A single number is required: how many lines below include the string "WalletStatus".
** DATA SECTION follows **
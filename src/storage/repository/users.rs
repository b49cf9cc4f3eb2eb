// SPDX-License-Identifier: AGPL-3.0-or-later
//
// Copyright (C) 2026 Custody Core Contributors

//! User repository.
//!
//! The custody core only ever reads users; `insert` exists as the seam
//! through which the account-management collaborator (and tests) seed
//! them.

use redb::{ReadableDatabase, ReadableTable};

use super::super::db::{CustodyDb, StoreError, StoreResult, USERS};
use crate::models::User;

pub struct UserRepository<'a> {
    db: &'a CustodyDb,
}

impl<'a> UserRepository<'a> {
    pub fn new(db: &'a CustodyDb) -> Self {
        Self { db }
    }

    /// Look up a user by id.
    pub fn find_by_id(&self, user_id: &str) -> StoreResult<Option<User>> {
        let read_txn = self.db.handle().begin_read()?;
        let table = read_txn.open_table(USERS)?;
        match table.get(user_id)? {
            Some(value) => {
                let user: User = serde_json::from_slice(value.value())?;
                Ok(Some(user))
            }
            None => Ok(None),
        }
    }

    /// Check user existence without deserializing the record.
    pub fn exists(&self, user_id: &str) -> StoreResult<bool> {
        let read_txn = self.db.handle().begin_read()?;
        let table = read_txn.open_table(USERS)?;
        Ok(table.get(user_id)?.is_some())
    }

    /// Insert a new user. Fails if the id is already taken.
    pub fn insert(&self, user: &User) -> StoreResult<()> {
        let json = serde_json::to_vec(user)?;

        let write_txn = self.db.handle().begin_write()?;
        {
            let mut table = write_txn.open_table(USERS)?;
            if table.get(user.user_id.as_str())?.is_some() {
                return Err(StoreError::UniqueConstraintViolation { constraint: "users" });
            }
            table.insert(user.user_id.as_str(), json.as_slice())?;
        }
        write_txn.commit()?;
        Ok(())
    }
}

#[cfg(test)]
mod tests {
    use super::*;

    fn temp_db() -> (CustodyDb, tempfile::TempDir) {
        let dir = tempfile::tempdir().unwrap();
        let db = CustodyDb::open(&dir.path().join("test.redb")).unwrap();
        (db, dir)
    }

    #[test]
    fn insert_and_find_user() {
        let (db, _dir) = temp_db();
        let repo = UserRepository::new(&db);

        repo.insert(&User::new("user-1")).unwrap();

        let found = repo.find_by_id("user-1").unwrap().unwrap();
        assert_eq!(found.user_id, "user-1");
        assert!(repo.exists("user-1").unwrap());
        assert!(!repo.exists("user-2").unwrap());
    }

    #[test]
    fn duplicate_insert_is_rejected() {
        let (db, _dir) = temp_db();
        let repo = UserRepository::new(&db);

        repo.insert(&User::new("user-1")).unwrap();
        let result = repo.insert(&User::new("user-1"));
        assert!(matches!(
            result,
            Err(StoreError::UniqueConstraintViolation { constraint: "users" })
        ));
    }

    #[test]
    fn missing_user_is_none() {
        let (db, _dir) = temp_db();
        let repo = UserRepository::new(&db);
        assert!(repo.find_by_id("ghost").unwrap().is_none());
    }
}
// SPDX-License-Identifier: AGPL-3.0-or-later
//
// Copyright (C) 2026 Custody Core Contributors

//! Crate-wide error taxonomy.
//!
//! Races on wallet creation and idempotency-cache hits are recovered
//! inside the orchestrator and never surface here. Cryptographic
//! failures always surface, with deliberately generic message text and
//! no secret material in any `Display` output.

use crate::crypto::envelope::{DecryptionError, EncryptionError};
use crate::lifecycle::WalletStatus;
use crate::storage::db::StoreError;

#[derive(Debug, thiserror::Error)]
pub enum CustodyError {
    /// Caller error: the referenced user does not exist. No side effects.
    #[error("user not found: {user_id}")]
    UserNotFound { user_id: String },

    #[error("wallet not found: {wallet_id}")]
    WalletNotFound { wallet_id: String },

    /// Signing was requested while the wallet is not `Active`.
    #[error("wallet {wallet_id} is not active (status: {status})")]
    WalletNotActive {
        wallet_id: String,
        status: WalletStatus,
    },

    /// Wallet creation failed after the user check; no partial state
    /// remains.
    #[error("wallet creation failed: {0}")]
    CreationFailed(String),

    /// Disallowed lifecycle transition; rejected, never coerced.
    #[error("invalid wallet transition: {from} -> {to}")]
    InvalidTransition { from: WalletStatus, to: WalletStatus },

    #[error("unsupported key algorithm: {0}")]
    UnsupportedAlgorithm(String),

    /// Opaque signing failure. Never reveals whether decryption or the
    /// signature itself failed.
    #[error("signing failed")]
    SigningFailed,

    #[error(transparent)]
    Decryption(#[from] DecryptionError),

    #[error(transparent)]
    Encryption(#[from] EncryptionError),

    #[error("storage error: {0}")]
    Store(#[from] StoreError),
}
** End of DATA SECTION **
TASK RESPONSE: 3